Échange de plasma (plasmaphérèse) : Le plasma est le composant liquide de votre sang qui est isolé des cellules sanguines. Après cela, les cellules sanguines sont combinées avec une teneur en protéines (albumine) et réintroduites dans le corps. Si les symptômes sont récents, intense, et n’ont pas réagi aux stéroïdes, l’échange de plasma peut être utilisé.
- Traitements modificateurs de la maladie (DT)
La FDA a approuvé plusieurs médicaments pour le traitement à long terme de la sclérose en plaques. Ces médicaments aident à prévenir les rechutes (également appelées crises ou poussées). Ils aident à retarder la progression de la maladie. Ils ont également la capacité d’empêcher de nouvelles lésions de se développer sur le cerveau ou la moelle épinière.
- Physiothérapie
La physiothérapie est un type de traitement effectué par des physiothérapeutes ou des ergothérapeutes. Ils peuvent vous aider à apprendre à étirer et à renforcer vos muscles, ainsi qu’à utiliser certains outils pour faciliter les activités quotidiennes. La physiothérapie, combinée à l’utilisation d’une aide à la mobilité, peut aider à traiter l’instabilité des jambes et d’autres problèmes de démarche courants chez les patients atteints de SP.

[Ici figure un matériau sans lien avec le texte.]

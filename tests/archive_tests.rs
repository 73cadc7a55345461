//! End-to-end tests for the archive pipeline
//!
//! These tests run the full month-index + post crawl against a wiremock
//! server and check discovery, storage and idempotence.

use fefelog::archive::run_archive;
use fefelog::config::{
    AnalysisConfig, ArchiveConfig, BlogConfig, ClientConfig, Config, OutputConfig, RangeConfig,
};
use fefelog::store::ContentStore;
use std::path::Path;
use tempfile::TempDir;
use wiremock::matchers::{method, path, query_param};
use wiremock::{Mock, MockServer, ResponseTemplate};

/// Builds a configuration pointing at the mock server and a temp directory
fn test_config(server_uri: &str, workdir: &Path, months: (u32, u32)) -> Config {
    Config {
        blog: BlogConfig {
            month_url: format!("{}/?mon=", server_uri),
            post_url: format!("{}/?ts=", server_uri),
            domain: "blog.fefe.de".to_string(),
        },
        range: RangeConfig {
            start_year: 2005,
            start_month: months.0,
            end_year: 2005,
            end_month: months.1,
        },
        archive: ArchiveConfig {
            month_dir: workdir.join("month").to_string_lossy().into_owned(),
            post_dir: workdir.join("post").to_string_lossy().into_owned(),
        },
        client: ClientConfig::default(),
        output: OutputConfig {
            words_path: workdir.join("words.txt").to_string_lossy().into_owned(),
            links_path: workdir.join("links.txt").to_string_lossy().into_owned(),
            domains_path: workdir.join("domains.txt").to_string_lossy().into_owned(),
            filetypes_path: workdir.join("filetypes.txt").to_string_lossy().into_owned(),
            times_chart_path: workdir.join("times.svg").to_string_lossy().into_owned(),
            times_chart_fixed_path: workdir
                .join("times_fixed.svg")
                .to_string_lossy()
                .into_owned(),
        },
        analysis: AnalysisConfig::default(),
    }
}

const MONTH_PAGE: &str = r#"<html><body><h3>March 2005</h3><ul>
<li><a href="?ts=aaa111">[l]</a> first post</li>
<li><a href="?ts=bbb222">[l]</a> second post</li>
<a href="?mon=200502">previous month</a>
</ul></body></html>"#;

fn post_page(text: &str) -> String {
    format!(
        r#"<html><body><ul><li><a href="?ts=x">[l]</a> {}</ul><p><div>footer</div></body></html>"#,
        text
    )
}

async fn mount_month(server: &MockServer, mon: &str, body: &str, expected_calls: u64) {
    Mock::given(method("GET"))
        .and(path("/"))
        .and(query_param("mon", mon))
        .respond_with(ResponseTemplate::new(200).set_body_string(body))
        .expect(expected_calls)
        .mount(server)
        .await;
}

async fn mount_post(server: &MockServer, ts: &str, body: &str, expected_calls: u64) {
    Mock::given(method("GET"))
        .and(path("/"))
        .and(query_param("ts", ts))
        .respond_with(ResponseTemplate::new(200).set_body_string(body))
        .expect(expected_calls)
        .mount(server)
        .await;
}

#[tokio::test]
async fn test_full_archive_discovers_and_fetches_posts() {
    let server = MockServer::start().await;
    mount_month(&server, "200503", MONTH_PAGE, 1).await;
    mount_post(&server, "aaa111", &post_page("hello"), 1).await;
    mount_post(&server, "bbb222", &post_page("world"), 1).await;

    let workdir = TempDir::new().unwrap();
    let config = test_config(&server.uri(), workdir.path(), (3, 3));

    let summary = run_archive(&config).await.unwrap();

    assert_eq!(summary.months.stored, 1);
    assert_eq!(summary.refs_discovered, 2);
    assert_eq!(summary.posts.stored, 2);
    assert_eq!(summary.posts.failed, 0);

    let month_store = ContentStore::open(&config.archive.month_dir).unwrap();
    assert!(month_store.contains("200503"));

    let post_store = ContentStore::open(&config.archive.post_dir).unwrap();
    assert!(post_store.contains("aaa111"));
    assert!(post_store.contains("bbb222"));
    assert!(String::from_utf8(post_store.read("aaa111").unwrap())
        .unwrap()
        .contains("hello"));
}

#[tokio::test]
async fn test_rerun_is_idempotent() {
    let server = MockServer::start().await;
    // Each page may be requested exactly once across both runs
    mount_month(&server, "200503", MONTH_PAGE, 1).await;
    mount_post(&server, "aaa111", &post_page("hello"), 1).await;
    mount_post(&server, "bbb222", &post_page("world"), 1).await;

    let workdir = TempDir::new().unwrap();
    let config = test_config(&server.uri(), workdir.path(), (3, 3));

    let first = run_archive(&config).await.unwrap();
    assert_eq!(first.months.stored, 1);
    assert_eq!(first.posts.stored, 2);

    let second = run_archive(&config).await.unwrap();
    assert_eq!(second.months.stored, 0);
    assert_eq!(second.months.skipped, 1);
    assert_eq!(second.posts.stored, 0);
    assert_eq!(second.posts.skipped, 2);

    // MockServer verifies the expected call counts on drop
}

#[tokio::test]
async fn test_failed_month_contributes_no_references() {
    let server = MockServer::start().await;
    mount_month(&server, "200503", MONTH_PAGE, 1).await;
    Mock::given(method("GET"))
        .and(path("/"))
        .and(query_param("mon", "200504"))
        .respond_with(ResponseTemplate::new(500))
        .mount(&server)
        .await;
    mount_post(&server, "aaa111", &post_page("hello"), 1).await;
    mount_post(&server, "bbb222", &post_page("world"), 1).await;

    let workdir = TempDir::new().unwrap();
    let config = test_config(&server.uri(), workdir.path(), (3, 4));

    let summary = run_archive(&config).await.unwrap();

    // The failed month is absent and silently shrinks the reference set
    assert_eq!(summary.months.stored, 1);
    assert_eq!(summary.months.failed, 1);
    assert_eq!(summary.refs_discovered, 2);
    assert_eq!(summary.posts.stored, 2);

    let month_store = ContentStore::open(&config.archive.month_dir).unwrap();
    assert!(!month_store.contains("200504"));
}

#[tokio::test]
async fn test_duplicate_references_collapse() {
    let server = MockServer::start().await;
    // Both months reference the same post; it must be fetched once
    mount_month(
        &server,
        "200503",
        r#"<a href="?ts=shared1">[l]</a>"#,
        1,
    )
    .await;
    mount_month(
        &server,
        "200504",
        r#"<a href="?ts=shared1">[l]</a>"#,
        1,
    )
    .await;
    mount_post(&server, "shared1", &post_page("once"), 1).await;

    let workdir = TempDir::new().unwrap();
    let config = test_config(&server.uri(), workdir.path(), (3, 4));

    let summary = run_archive(&config).await.unwrap();

    assert_eq!(summary.refs_discovered, 2);
    assert_eq!(summary.posts.stored, 1);
}
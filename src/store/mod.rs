//! Flat-file content store
//!
//! Both archives (monthly index pages and individual posts) are plain
//! directories mapping a string key to one file holding the raw response
//! body. Entries are written once on first successful retrieval and never
//! mutated or deleted afterwards, which is what makes the whole pipeline
//! safely resumable: re-running skips every key that is already present.

use chrono::{DateTime, Local};
use std::fs;
use std::path::{Path, PathBuf};
use thiserror::Error;

/// Errors raised by the content store
#[derive(Debug, Error)]
pub enum StoreError {
    #[error("Store directory not found: {0}")]
    NotFound(PathBuf),

    #[error("Invalid store key: {0:?}")]
    InvalidKey(String),

    #[error("IO error: {0}")]
    Io(#[from] std::io::Error),
}

/// Result type alias for store operations
pub type StoreResult<T> = std::result::Result<T, StoreError>;

/// A flat key -> file mapping rooted at one directory
#[derive(Debug, Clone)]
pub struct ContentStore {
    root: PathBuf,
}

impl ContentStore {
    /// Opens an existing store, failing if the directory does not exist.
    ///
    /// Analysis uses this: running it without a prior archive run is an
    /// error, not an empty result.
    pub fn open(root: impl Into<PathBuf>) -> StoreResult<Self> {
        let root = root.into();
        if !root.is_dir() {
            return Err(StoreError::NotFound(root));
        }
        Ok(Self { root })
    }

    /// Opens the store, creating the directory (and parents) if absent.
    pub fn create(root: impl Into<PathBuf>) -> StoreResult<Self> {
        let root = root.into();
        fs::create_dir_all(&root)?;
        Ok(Self { root })
    }

    /// The directory this store is rooted at
    pub fn root(&self) -> &Path {
        &self.root
    }

    /// Returns true if the store already holds content for `key`
    pub fn contains(&self, key: &str) -> bool {
        match Self::entry_path(&self.root, key) {
            Ok(path) => path.is_file(),
            Err(_) => false,
        }
    }

    /// Writes the content for `key`.
    ///
    /// The pipeline only calls this for absent keys; overwriting is not an
    /// error at this level but nothing in the crate does it.
    pub fn write(&self, key: &str, content: &[u8]) -> StoreResult<()> {
        let path = Self::entry_path(&self.root, key)?;
        fs::write(path, content)?;
        Ok(())
    }

    /// Reads the raw content stored for `key`
    pub fn read(&self, key: &str) -> StoreResult<Vec<u8>> {
        let path = Self::entry_path(&self.root, key)?;
        Ok(fs::read(path)?)
    }

    /// Returns the modification time of the entry for `key`.
    ///
    /// This is the pipeline's stand-in for the post's publish time. It is a
    /// documented approximation: the true publish time is not recoverable
    /// from the fetched pages, and entries from early months carry times
    /// that do not reflect the original local posting time.
    pub fn modified(&self, key: &str) -> StoreResult<DateTime<Local>> {
        let path = Self::entry_path(&self.root, key)?;
        let meta = fs::metadata(path)?;
        Ok(DateTime::from(meta.modified()?))
    }

    /// Lists all keys in the store, sorted lexically
    pub fn keys(&self) -> StoreResult<Vec<String>> {
        let mut keys = Vec::new();
        for entry in fs::read_dir(&self.root)? {
            let entry = entry?;
            if entry.file_type()?.is_file() {
                if let Some(name) = entry.file_name().to_str() {
                    keys.push(name.to_string());
                }
            }
        }
        keys.sort();
        Ok(keys)
    }

    fn entry_path(root: &Path, key: &str) -> StoreResult<PathBuf> {
        if key.is_empty() || key.contains('/') || key.contains('\\') || key == "." || key == ".." {
            return Err(StoreError::InvalidKey(key.to_string()));
        }
        Ok(root.join(key))
    }
}
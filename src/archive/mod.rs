//! Archive module: retrieval pipeline
//!
//! This module populates the two content stores:
//! - the index crawler derives one `YYYYMM` identifier per month in the
//!   configured range and fetches each missing index page
//! - post references are extracted from every stored index page via the
//!   `[l]` anchor marker
//! - the post crawler fetches each referenced post page that is absent
//!
//! All fetches are sequential and idempotent; a re-run skips every
//! identifier that is already stored.

mod fetcher;
mod index;
mod posts;

pub use fetcher::{build_http_client, fetch_into_store, FetchOutcome, FetchTally};
pub use index::{collect_post_refs, extract_post_refs, fetch_month_indexes, month_key, MonthRange};
pub use posts::{fetch_posts, post_key};

use crate::config::Config;
use crate::store::ContentStore;
use crate::Result;

/// Counts describing one archive run
#[derive(Debug, Default, Clone, Copy)]
pub struct ArchiveSummary {
    /// Month index page fetch totals
    pub months: FetchTally,
    /// Post references found across all stored index pages
    pub refs_discovered: usize,
    /// Post page fetch totals
    pub posts: FetchTally,
}

/// Runs the complete archive pipeline
///
/// Fetches missing month index pages, extracts post references from every
/// stored index page, then fetches missing post pages. Transport failures
/// shrink the archive but never abort the run.
pub async fn run_archive(config: &Config) -> Result<ArchiveSummary> {
    let client = build_http_client(&config.client.user_agent)?;

    let month_store = ContentStore::create(&config.archive.month_dir)?;
    let post_store = ContentStore::create(&config.archive.post_dir)?;

    tracing::info!(
        "Archiving months {}..={}",
        month_key(config.range.start_year, config.range.start_month),
        month_key(config.range.end_year, config.range.end_month)
    );
    let months = fetch_month_indexes(&client, config, &month_store).await?;
    tracing::info!(
        "Month indexes: {} fetched, {} already archived, {} failed",
        months.stored,
        months.skipped,
        months.failed
    );

    let refs = collect_post_refs(&month_store)?;
    tracing::info!("Discovered {} post references", refs.len());

    let posts = fetch_posts(&client, config, &post_store, &refs).await?;
    tracing::info!(
        "Posts: {} fetched, {} already archived, {} failed",
        posts.stored,
        posts.skipped,
        posts.failed
    );

    Ok(ArchiveSummary {
        months,
        refs_discovered: refs.len(),
        posts,
    })
}
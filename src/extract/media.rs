//! Link and media extraction from post bodies

use scraper::{Html, Selector};

/// Links and media sources found in one post body, in document order
#[derive(Debug, Default, Clone)]
pub struct MediaLists {
    /// All anchor hrefs
    pub links: Vec<String>,
    /// All image sources
    pub images: Vec<String>,
    /// All video sources (`object > embed` and `video > source`)
    pub videos: Vec<String>,
    /// All audio sources (`audio > source`)
    pub audios: Vec<String>,
}

/// Parses the body slice as an HTML fragment and pulls out links and media
pub fn extract_media(slice: &str) -> MediaLists {
    let fragment = Html::parse_fragment(slice);

    let mut videos = collect_attr(&fragment, "object > embed[src]", "src");
    videos.extend(collect_attr(&fragment, "video > source[src]", "src"));

    MediaLists {
        links: collect_attr(&fragment, "a[href]", "href"),
        images: collect_attr(&fragment, "img[src]", "src"),
        videos,
        audios: collect_attr(&fragment, "audio > source[src]", "src"),
    }
}

/// Collects one attribute over all matches of a selector, in document order
fn collect_attr(fragment: &Html, selector: &str, attr: &str) -> Vec<String> {
    let mut values = Vec::new();

    if let Ok(selector) = Selector::parse(selector) {
        for element in fragment.select(&selector) {
            if let Some(value) = element.value().attr(attr) {
                values.push(value.to_string());
            }
        }
    }

    values
}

- Counseling en santé mentale
Vivre ou faire face à une maladie grave peut être épuisant sur le plan émotionnel. La SP peut aussi avoir un effet sur votre humeur ainsi que sur la mémoire. Par conséquent, parler à un neuropsychologue ou recevoir d’autres formes de soutien thérapeutique est une partie importante de la gestion du trouble.
Conclusion
La sclérose en plaques est une maladie auto-immune qui affecte le système nerveux central, y compris le cerveau, la moelle épinière et les nerfs optiques. C’est par lequel vos cellules immunitaires détruisent vos cellules nerveuses saines par erreur. L’inflammation et les dommages à la gaine de myéline qui recouvre et protège les cellules nerveuses résultent de ces attaques.
Les symptômes neurologiques comprennent la perte d’équilibre, la faiblesse musculaire et les problèmes de vision résultant de ces dommages. Il existe un certain nombre de traitements efficaces contre la SP. Les médicaments aident à prévenir les rechutes et à retarder la progression de la maladie. Heureusement, la plupart des patients atteints de SP peuvent maîtriser leurs symptômes et mener une vie saine et productive.